Выведенная из строя действующих, Аннета чувствовала, как внутренний поток бьётся в груди, отдаваясь в кончиках пальцев. Одно время на первый план выступила музыка, — Аннета давно её забросила, но она дремала в сокровенных глубинах её существа. Музыка была той промоиной, которую прососала река в плотине духа — великой быстриной. Целые часы Аннета проводила за роялем, чаруя пальцы и мысль таинственным сочетанием аккордов, которые выносят из недоступных слепоте слова глубин души волны внутренней жизни. Изредка она разучивала вместе с Жорж — хорошей скрипачкой — какую-нибудь сонату; но обе были слишком независимыми натурами, чтобы действительно переживать вместе, идти в ногу. И Аннета, и Жорж склонны были импровизировать на основе исполняемого произведения, переделывать его сообразно своему внутреннему ритму. Знаток сурово бы осудил такие попытки. Но «знатоки» редко бывают таковыми в библейском смысле этого слова. Они не овладевают творением на ложе своём. Истинная музыка — то же объятие.

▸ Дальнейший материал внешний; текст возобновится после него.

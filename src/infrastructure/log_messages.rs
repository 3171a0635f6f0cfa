//! Log message constants for infrastructure components
//!
//! This module centralizes the log messages used by the loader, fetch scopes and
//! application layer so wording stays consistent across call sites.

/// Application startup and lifecycle messages
pub mod application {
    pub const STARTING: &str = "Starting swipe_stats";
    pub const LOADING_DATASET: &str = "Loading dataset";
    pub const DATASET_LOADED: &str = "Dataset loaded";
    pub const DASHBOARD_READY: &str = "Dashboard report ready";
    pub const OPTIONAL_ASSET_UNAVAILABLE: &str =
        "Optional asset unavailable, continuing without it";
    pub const PROFILE_STORED: &str = "Profile stored in user journey";
    pub const PROFILE_NOT_STORED: &str = "Profile not stored: population is empty";
}

/// Asset loading and row decoding messages
pub mod loading {
    pub const READING_ASSET: &str = "Reading asset";
    pub const ASSET_READ: &str = "Asset read";
    pub const RECORDS_DECODED: &str = "Records decoded";
    pub const UNKNOWN_INTEREST_DROPPED: &str = "Dropping interest outside the vocabulary";
    pub const UNEXPECTED_GENDER_CODE: &str = "Unexpected gender code, decoding as female";
    pub const USING_BUILT_IN_STATEMENTS: &str =
        "No statement asset configured, using built-in table";
}

/// View-scoped fetch lifecycle messages
pub mod scope {
    pub const FETCH_STARTED: &str = "Fetch started";
    pub const FETCH_COMPLETED: &str = "Fetch completed";
    pub const FETCH_FAILED: &str = "Fetch failed";
    pub const FETCH_CANCELLED: &str = "Fetch cancelled with its view";
    pub const SCOPE_CLOSED: &str = "View scope closed";
}

/// Configuration messages
pub mod configuration {
    pub const CONFIG_LOADED: &str = "Configuration loaded successfully";
}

Но объятие оказалось слишком порывистым для Аннеты, и эти последние мускульные усилия были ей почти полностью запрещены. Как и всегда, Аннета отдавала себя музыке беззаветно, а болезнь напоминала об опасности с большим запозданием. Пришлось запереть крышку рояля. Выносливая к боли скорее по привычке, чем по свойствам натуры (Аннета не принадлежала к числу тех, кто носится со своей болью или бравирует ею удовольствия ради, или из гордости, или из нравственных соображений), Аннета умела ладить с ней; в случае необходимости она принимала боль, но принимала и её предвестия. Клавиатура из слоновой кости замолкла, но отныне мысль заменила клавиатуру быстрым пальцам. Все её дни, все ночи омывала волна немолчной музыки. Бег часов, поток времени привольно разливался океаном симфонии, в причудливом контрапункте разворачивались волнения дня, все события мелкие и крупные: и смех ребёнка, и грозные отголоски борьбы народов, и весеннее пробуждение природы, и бунт угнетённых. Аннете казалось, что она ткёт какую-то яркую ткань. Но вовсе не её замысел лежал в основе рисунка, не она набросала его эскиз, не она подобрала многоцветную гамму шелков. Она сама была челноком и была рукой, ткущей волшебную ткань. Рука незряча, и всё-таки видит; она нащупывает потаённую цельность гармонии, и каждое движение пальцев, каждый новый стежок запечатлевает её, горячую и трепещущую, добавляет новый оттенок к той картине, что уже предсуществует в душе. И под послушными пальцами рождается задуманное, и час от часу, с каждой новой петелькой, становится шире. Всё сущее — лишь часть этого узора. Все трагедии, все шквалы истории — это его красные, его чёрные, его золотые нити.